As with the tenor giants discussed in last week's Jazz for Curious Listeners, two of the four men in this week's class have a firm place in the collective memories of jazz lovers. Louis Armstrong, the father of the idiom as it came through early small group and big band styling via his overwhelming approach to rhythm and sound on trumpet, his swing being irresistible. Whereas Armstrong made his mark starting in the 20s, Roy Eldridge came to prominence in the 30s with a style more akin to the facility of saxophonists that yet stayed true to the high-note range established by Armstrong.

We’ll also hear superlative jazz from trumpeters Harry James and Bunny Berigan—were also brass virtuosos worthy of historical reconsideration, as will occur tonight via excerpts of their work from the Savory Collection.

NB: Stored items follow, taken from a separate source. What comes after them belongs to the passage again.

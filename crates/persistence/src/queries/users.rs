// Copyright (C) 2026 Fred Clausen
// Use of this source code is governed by an MIT-style
// license that can be found in the LICENSE file or at
// https://opensource.org/licenses/MIT.

//! User and session query operations.

use crate::data_models::{SessionData, SessionRow, UserRecord, UserRow};
use crate::diesel_schema::{sessions, users};
use crate::error::PersistenceError;
use diesel::prelude::*;
use time::OffsetDateTime;

/// Fetch a user by ID.
pub fn get_user(
    conn: &mut SqliteConnection,
    user_id: i64,
) -> Result<Option<UserRecord>, PersistenceError> {
    let row: Option<UserRow> = users::table
        .filter(users::user_id.eq(user_id))
        .first::<UserRow>(conn)
        .optional()
        .map_err(|e| PersistenceError::QueryFailed(format!("get_user: {e}")))?;
    Ok(row.map(UserRow::into_record))
}

/// Fetch the raw user row for a login name, including the password hash.
///
/// Only credential verification goes through this; everything else uses
/// [`UserRecord`].
pub(crate) fn get_user_row_by_login(
    conn: &mut SqliteConnection,
    login_name: &str,
) -> Result<Option<UserRow>, PersistenceError> {
    users::table
        .filter(users::login_name.eq(login_name))
        .first::<UserRow>(conn)
        .optional()
        .map_err(|e| PersistenceError::QueryFailed(format!("get_user_row_by_login: {e}")))
}

/// Fetch a user by login name.
pub fn get_user_by_login(
    conn: &mut SqliteConnection,
    login_name: &str,
) -> Result<Option<UserRecord>, PersistenceError> {
    Ok(get_user_row_by_login(conn, login_name)?.map(UserRow::into_record))
}

/// List all user accounts, ordered by login name.
pub fn list_users(conn: &mut SqliteConnection) -> Result<Vec<UserRecord>, PersistenceError> {
    let rows: Vec<UserRow> = users::table
        .order(users::login_name.asc())
        .load::<UserRow>(conn)
        .map_err(|e| PersistenceError::QueryFailed(format!("list_users: {e}")))?;
    Ok(rows.into_iter().map(UserRow::into_record).collect())
}

/// Count user accounts.
pub fn count_users(conn: &mut SqliteConnection) -> Result<i64, PersistenceError> {
    users::table
        .count()
        .get_result(conn)
        .map_err(|e| PersistenceError::QueryFailed(format!("count_users: {e}")))
}

/// Resolve a session token, enforcing expiry.
///
/// # Errors
///
/// - [`PersistenceError::SessionNotFound`] if the token is unknown
/// - [`PersistenceError::SessionExpired`] if the session's expiry has
///   passed
pub fn get_session(
    conn: &mut SqliteConnection,
    token: &str,
    now: OffsetDateTime,
) -> Result<SessionData, PersistenceError> {
    let row: SessionRow = sessions::table
        .filter(sessions::session_token.eq(token))
        .first::<SessionRow>(conn)
        .optional()
        .map_err(|e| PersistenceError::QueryFailed(format!("get_session: {e}")))?
        .ok_or_else(|| PersistenceError::SessionNotFound(token.to_string()))?;

    let expires_at: OffsetDateTime = row.expires_at_parsed()?;
    if expires_at <= now {
        return Err(PersistenceError::SessionExpired(token.to_string()));
    }

    Ok(SessionData {
        session_id: row.session_id,
        session_token: row.session_token,
        user_id: row.user_id,
        expires_at: row.expires_at,
    })
}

Friday, September 24, 2010

Harlem in the Himalayas
Henry Grimes with Marilyn Crispell
7:00pm
Location: Rubin Museum of Art
(150 West 17th Street)
$18 in advance | $20 at door |
For tickets: RMA Box Office or call 212-620-5000 ext. 344

Master bassist Henry Grimes, missing from the music world since the late 1960s, has made an unprecedented comeback after receiving the gift of a bass  from William Parker in December 2002, replacing the instrument Grimes had been forced to give up some 30 years earlier. Between the mid-'50s and the mid-'60s, the Philadelphia-born, Juilliard-educated Grimes played brilliantly on more than 50 albums with an enormous range of musicians, including Albert Ayler, Don Cherry, Benny Goodman, Coleman Hawkins, Roy Haynes, Lee Konitz, Steve Lacy, Charles Mingus, Gerry Mulligan, Sunny Murray, Sonny Rollins, Roswell Rudd, Pharaoh Sanders, Archie Shepp, Cecil Taylor, Charles Tyler, McCoy Tyner, and many others. Then, one day, for reasons largely related to troubles in the music world at the time, he disappeared. Many years passed with nothing heard from him, yet recently, with his new bass, he reemerged to begin playing music again.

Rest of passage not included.